Politik harapan saling mempercai, politik ketakutan saling mengkhianati. Politik harapan saling mencintai, politik ketakutan saling membenci. Politik harapan saling memahami, politik ketakutan saling menyangkal. Politik harapan itu menumbuhkan, sedang politik ketakutan itu mematikan.
Pengalaman republik menyaksikan betapapun bangsa ini dirundung banyak kesulitan, kemelaratan, dan penderitaan, bisa lolos dari ujian sejarah selama jiwa bangsa ini dipersatukan dalam politik harapan.
Republik ini berdiri di atas tiang harapan: merdeka, bersatu, berdaulat, adil dan makmur. Bila tiang harapan itu roboh, dan kita mulai terpecah dalam politik ketakutan, apapun yang masih kita miliki tak bisa menolong kelangsungan hidup bangsa ini.

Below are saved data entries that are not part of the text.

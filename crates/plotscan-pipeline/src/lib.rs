//! plotscan-pipeline: Pure document vision pipeline (sans-IO).
//!
//! Turns a camera frame into pixel contours through two stages:
//!
//! - **rectify**: grayscale -> blur -> Canny -> close -> outline
//!   contours -> quadrilateral -> perspective warp -> crop
//! - **extract**: adaptive threshold -> median -> Canny ->
//!   dilate/erode -> resize -> contour list
//!
//! This crate has **no I/O dependencies** -- it operates on in-memory
//! images and returns structured data. Files, cameras and serial ports
//! live in `plotscan-io`.

pub mod blur;
pub mod contour;
pub mod edge;
pub mod extract;
pub mod grayscale;
pub mod morphology;
pub mod quad;
pub mod rectify;
pub mod simplify;
pub mod threshold;
pub mod types;

pub use extract::{ExtractConfig, extract};
pub use grayscale::decode_frame;
pub use quad::Quadrilateral;
pub use rectify::{RectifyConfig, Rectified, rectify};
pub use types::{
    Contour, Dimensions, GrayImage, PipelineConfig, PipelineError, PixelPoint, Point, Polyline,
    ProcessResult, RgbImage,
};

/// Run both vision stages on one frame.
///
/// A frame without a detectable page is still processed (the whole
/// frame is treated as the page); [`ProcessResult::document_found`]
/// records which case applied.
///
/// # Errors
///
/// Returns [`PipelineError::InvalidConfig`] if either stage's config is
/// invalid, [`PipelineError::EmptyFrame`] for a zero-area frame, and
/// [`PipelineError::NoContours`] if extraction finds nothing to plot.
pub fn process(frame: &RgbImage, config: &PipelineConfig) -> Result<ProcessResult, PipelineError> {
    config.extract.validate()?;

    let started = std::time::Instant::now();
    let rectified = rectify(frame, &config.rectify)?;
    tracing::debug!(
        elapsed_ms = started.elapsed().as_millis(),
        document_found = rectified.document_found(),
        "rectify stage done"
    );

    let started = std::time::Instant::now();
    let contours = extract(&rectified.image, &config.extract);
    tracing::debug!(
        elapsed_ms = started.elapsed().as_millis(),
        contours = contours.len(),
        "extract stage done"
    );

    if contours.is_empty() {
        return Err(PipelineError::NoContours);
    }

    Ok(ProcessResult {
        contours,
        dimensions: config.extract.output,
        document_found: rectified.document_found(),
    })
}

/// Decode raw image bytes and run [`process`] on them.
///
/// # Errors
///
/// Returns [`PipelineError::EmptyInput`] or [`PipelineError::ImageDecode`]
/// if the bytes are not a usable image, otherwise as [`process`].
pub fn process_bytes(
    image_bytes: &[u8],
    config: &PipelineConfig,
) -> Result<ProcessResult, PipelineError> {
    let frame = decode_frame(image_bytes)?;
    process(&frame, config)
}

Masa krisis memang mudah menyulut politik ketakutan. Padahal, politik ketakutan justru makin menjerumuskan bangsa ke lembah krisis yang lebih dalam.

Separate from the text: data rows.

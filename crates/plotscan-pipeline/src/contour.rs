//! Contour tracing and contour measurements.
//!
//! Tracing uses Suzuki-Abe border following via
//! `imageproc::contours::find_contours`. The rectifier only wants the
//! outermost borders (the page outline), the extractor wants every
//! border, holes included, as a flat list.

use geo::line_measures::Distance;
use geo::{Area, Euclidean, LineString, Polygon};
use image::GrayImage;
use imageproc::contours::BorderType;

use crate::types::{Contour, PixelPoint};

/// Which borders [`trace`] returns.
#[derive(Debug, Clone, Copy, PartialEq, Eq)]
pub enum Retrieval {
    /// Only outer borders that are not nested inside any other border.
    External,
    /// Every outer border and hole border, without hierarchy.
    List,
}

/// Trace the borders of white regions in a binary image.
///
/// Contours with no points are dropped; every returned contour has at
/// least one point.
#[must_use]
pub fn trace(binary: &GrayImage, retrieval: Retrieval) -> Vec<Contour> {
    let contours: Vec<imageproc::contours::Contour<i32>> =
        imageproc::contours::find_contours(binary);

    contours
        .into_iter()
        .filter(|c| match retrieval {
            Retrieval::External => c.border_type == BorderType::Outer && c.parent.is_none(),
            Retrieval::List => true,
        })
        .filter(|c| !c.points.is_empty())
        .map(|c| {
            Contour::new(
                c.points
                    .into_iter()
                    .map(|p| PixelPoint::new(p.x, p.y))
                    .collect(),
            )
        })
        .collect()
}

fn to_geo(p: PixelPoint) -> geo::Point<f64> {
    geo::Point::new(f64::from(p.x), f64::from(p.y))
}

/// Area enclosed by a contour treated as a closed polygon.
///
/// Orientation does not matter. Fewer than three points enclose nothing.
#[must_use]
pub fn enclosed_area(points: &[PixelPoint]) -> f64 {
    if points.len() < 3 {
        return 0.0;
    }
    let ring: LineString<f64> = points
        .iter()
        .map(|p| (f64::from(p.x), f64::from(p.y)))
        .collect();
    Polygon::new(ring, vec![]).unsigned_area()
}

/// Length of the closed loop through `points`, including the closing
/// segment from the last point back to the first.
#[must_use]
pub fn closed_perimeter(points: &[PixelPoint]) -> f64 {
    if points.len() < 2 {
        return 0.0;
    }
    let open: f64 = points
        .windows(2)
        .map(|w| Euclidean.distance(&to_geo(w[0]), &to_geo(w[1])))
        .sum();
    let (first, last) = (points[0], points[points.len() - 1]);
    open + Euclidean.distance(&to_geo(last), &to_geo(first))
}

Pemulihan krisis memerlukan politik harapan, dengan memperkuat rasa saling pengertian, bersambung rasa, bergotong-royong melintasi batas-batas prasangka dan identitas, membuka diri penuh cinta untuk yang lain.
Pemulihan krisis memerlukan optimisme. Optimisme tak bisa ditumbuhkan oleh ketakutan. Hanya dengan politik harapan, kita bisa mengerahkan segenap daya dan talenta untuk menggagas masa depan bersama dengan penuh optimisme.